Out-of-Memory Data Analytics with Python¶
Python and Big Data¶
Python per se is not a Big Data technology. However, Python in combination with libraries like pandas or PyTables allows the management and the analysis of quite large data sets. This IPython Notebook illustrates some Python approaches in this regard.
For our purposes, we define Big Data as a (number of) object(s) and/or data file(s) that do(es) not fit into the memory of a single computer (server, node, etc.) – whatever hardware your are using for data analytics. On such a data file, typical analytics tasks, like counting, aggregation and selection, shall be implemented.
Out-of-Memory Analytics with NumPy¶
Sometimes operations on NumPy ndarray objects generate so many temporary objects that the available memory does not suffice to finish the desired operation. An example might be a.dot(a.T), i.e. the dot product of an array a with iteself transposed.
Such an operation needs memory for three arrays: a, a.T and a.dot(a.T). If the array a is sufficiently large, say 50% of the free memory, such an operation is impossible with the usual approach.
A solution is to work with disk-based arrays and to use memory maps of these arrays.
Some imports first and a check of the free memory.
import numpy as np
import psutil
psutil.phymem_usage()
Sample Data¶
We generate a larger NumPy ndarray object.
m = 13500
n = 13500
%%time
a = np.random.standard_normal((m, n))
a.nbytes
# array of 1.45GB in size
Checking memory again – and that the object (reference pointer) indeed owns the data.
psutil.phymem_usage()
# free memory less than needed
# (multiple) copies/temporaries impossible
a.flags.owndata
# the object owns the in-memory data
Simple operations on the in-memory ndarray object.
a[:3, :3]
# sample data
%time a.mean()
# reductions work
Now save this object to disk ...
path = './data/'
%time np.save(path + 'od', a)
# save memory array to disk (SSD)
# needs less time than in-memory generation
... and delete the in-memory object.
del a
# delete the in-memory version
# to free memory -- somehow ...
# gc does not work "instantly"
psutil.phymem_usage()
# garbage collection does not bring that much ...

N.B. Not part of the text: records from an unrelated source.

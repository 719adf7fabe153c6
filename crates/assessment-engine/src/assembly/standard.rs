use std::collections::HashSet;
use std::sync::Arc;

use tracing::{debug, warn};

use super::selector::ItemSelector;
use super::{AssemblyBlueprint, AssemblyError, TestAssembler};
use crate::domain::{IndicatorId, QuestionId};
use crate::lookup::QuestionBank;

/// Fixed-size assembly over every active indicator of the listed competencies.
pub struct StandardAssembler {
    bank: Arc<dyn QuestionBank>,
    selector: Arc<ItemSelector>,
}

impl StandardAssembler {
    pub fn new(bank: Arc<dyn QuestionBank>, selector: Arc<ItemSelector>) -> Self {
        Self { bank, selector }
    }
}

impl TestAssembler for StandardAssembler {
    fn assemble(&self, blueprint: &AssemblyBlueprint) -> Result<Vec<QuestionId>, AssemblyError> {
        let AssemblyBlueprint::Standard(blueprint) = blueprint else {
            return Err(AssemblyError::UnsupportedBlueprint {
                assembler: "standard",
                actual: blueprint.kind(),
            });
        };

        let mut seen: HashSet<IndicatorId> = HashSet::new();
        let mut indicator_ids: Vec<IndicatorId> = Vec::new();
        for competency_id in &blueprint.competency_ids {
            let indicators = self.bank.indicators_for_competency(competency_id, true)?;
            if indicators.is_empty() {
                warn!(%competency_id, "competency has no active indicators; skipped");
            }
            indicator_ids.extend(
                indicators
                    .into_iter()
                    .map(|indicator| indicator.id)
                    .filter(|id| seen.insert(id.clone())),
            );
        }

        let questions = self
            .selector
            .select_validated_questions(&indicator_ids, blueprint.questions_per_indicator)?;
        debug!(
            competencies = blueprint.competency_ids.len(),
            indicators = indicator_ids.len(),
            questions = questions.len(),
            "standard assembly complete"
        );
        Ok(questions)
    }
}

# memory usage has not changed significantly
Memory Map of Data¶
Using the saved object, we generate a new memmap object.

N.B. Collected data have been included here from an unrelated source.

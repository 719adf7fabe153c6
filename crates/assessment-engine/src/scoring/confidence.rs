use std::sync::Arc;

use tracing::{debug, warn};

use super::aggregation::{CompetencyScore, ConfidenceInterval};
use super::precision::round_to;
use crate::domain::{CompetencyId, HistoricalStats};
use crate::lookup::{ReliabilityLookup, ScoreHistoryLookup};

/// Standard deviation assumed for 0-100 scores without enough history.
pub const DEFAULT_STANDARD_DEVIATION: f64 = 15.0;
/// Two-tailed z value for a 95% interval.
pub const Z_95: f64 = 1.96;
/// Sample size from which the historical spread is trusted.
pub const LARGE_SAMPLE_MIN: u32 = 30;
/// At or below this sample size the default spread is used unadjusted.
pub const SMALL_SAMPLE_MAX: u32 = 5;

/// Attaches reliability-based confidence intervals to competency scores.
///
/// Competencies without a usable Cronbach's alpha are returned untouched.
pub struct ConfidenceIntervalCalculator {
    reliability: Arc<dyn ReliabilityLookup>,
    history: Arc<dyn ScoreHistoryLookup>,
}

impl ConfidenceIntervalCalculator {
    pub fn new(
        reliability: Arc<dyn ReliabilityLookup>,
        history: Arc<dyn ScoreHistoryLookup>,
    ) -> Self {
        Self {
            reliability,
            history,
        }
    }

    pub fn enrich_with_confidence_intervals(
        &self,
        scores: &[CompetencyScore],
    ) -> Vec<CompetencyScore> {
        if scores.is_empty() {
            return Vec::new();
        }

        let ids: Vec<CompetencyId> = scores
            .iter()
            .map(|score| score.competency_id.clone())
            .collect();
        let reliabilities = match self.reliability.reliabilities(&ids) {
            Ok(reliabilities) => reliabilities,
            Err(error) => {
                warn!(%error, "reliability lookup failed; confidence intervals skipped");
                return scores.to_vec();
            }
        };

        scores
            .iter()
            .map(|score| {
                let Some(reliability) = reliabilities.get(&score.competency_id) else {
                    return score.clone();
                };
                let stats = self.history_for(&score.competency_id);
                let standard_deviation = estimate_standard_deviation(&score.competency_id, stats);
                match confidence_interval(
                    score.percentage,
                    reliability.cronbach_alpha,
                    standard_deviation,
                ) {
                    Some(interval) => score.with_confidence(interval),
                    None => {
                        debug!(
                            competency_id = %score.competency_id,
                            alpha = reliability.cronbach_alpha,
                            "alpha outside (0, 1]; confidence interval skipped"
                        );
                        score.clone()
                    }
                }
            })
            .collect()
    }

    fn history_for(&self, id: &CompetencyId) -> HistoricalStats {
        self.history.history(id).unwrap_or_else(|error| {
            warn!(competency_id = %id, %error, "score history unavailable; using default spread");
            HistoricalStats::default()
        })
    }
}

/// Three-tier spread estimate keyed by historical sample size.
pub fn estimate_standard_deviation(id: &CompetencyId, stats: HistoricalStats) -> f64 {
    let n = stats.sample_count;
    if n >= LARGE_SAMPLE_MIN {
        return stats
            .std_dev
            .filter(|sd| sd.is_finite() && *sd > 0.0)
            .unwrap_or(DEFAULT_STANDARD_DEVIATION);
    }

    if n > SMALL_SAMPLE_MAX {
        return DEFAULT_STANDARD_DEVIATION * (f64::from(LARGE_SAMPLE_MIN) / f64::from(n)).sqrt();
    }

    warn!(
        competency_id = %id,
        sample_count = n,
        "too few historical results; confidence interval may be unreliable"
    );
    DEFAULT_STANDARD_DEVIATION
}

/// `SEM = SD * sqrt(1 - alpha)` and a 95% band clamped to 0-100.
/// Returns `None` when alpha is outside (0, 1].
pub fn confidence_interval(
    percentage: f64,
    alpha: f64,
    standard_deviation: f64,
) -> Option<ConfidenceInterval> {
    if !(alpha > 0.0 && alpha <= 1.0) {
        return None;
    }

    let standard_error = standard_deviation * (1.0 - alpha).sqrt();
    let margin = Z_95 * standard_error;
    Some(ConfidenceInterval {
        standard_error: round_to(standard_error, 2),
        lower: round_to((percentage - margin).max(0.0), 2),
        upper: round_to((percentage + margin).min(100.0), 2),
        reliability_alpha: round_to(alpha, 4),
    })
}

od = np.lib.format.open_memmap(path + 'od.npy', dtype=np.float64, mode='r')
# open memmap array with the array file as data
od.flags.owndata
# object does not own the data
It mainly behaves the same way as in-memory ndarray objects behave.
od[:3, :3]
# compare sample data
%time od.mean()
# operations in NumPy as usual
# somewhat slower of course ...
Memory Maps of (Intermediate) Results¶
Major memory problems with NumPy ndarray objects generally arise due to temporary arrays needed to store intermediate results. We therefore generate memmap objects to store intermediate and final results.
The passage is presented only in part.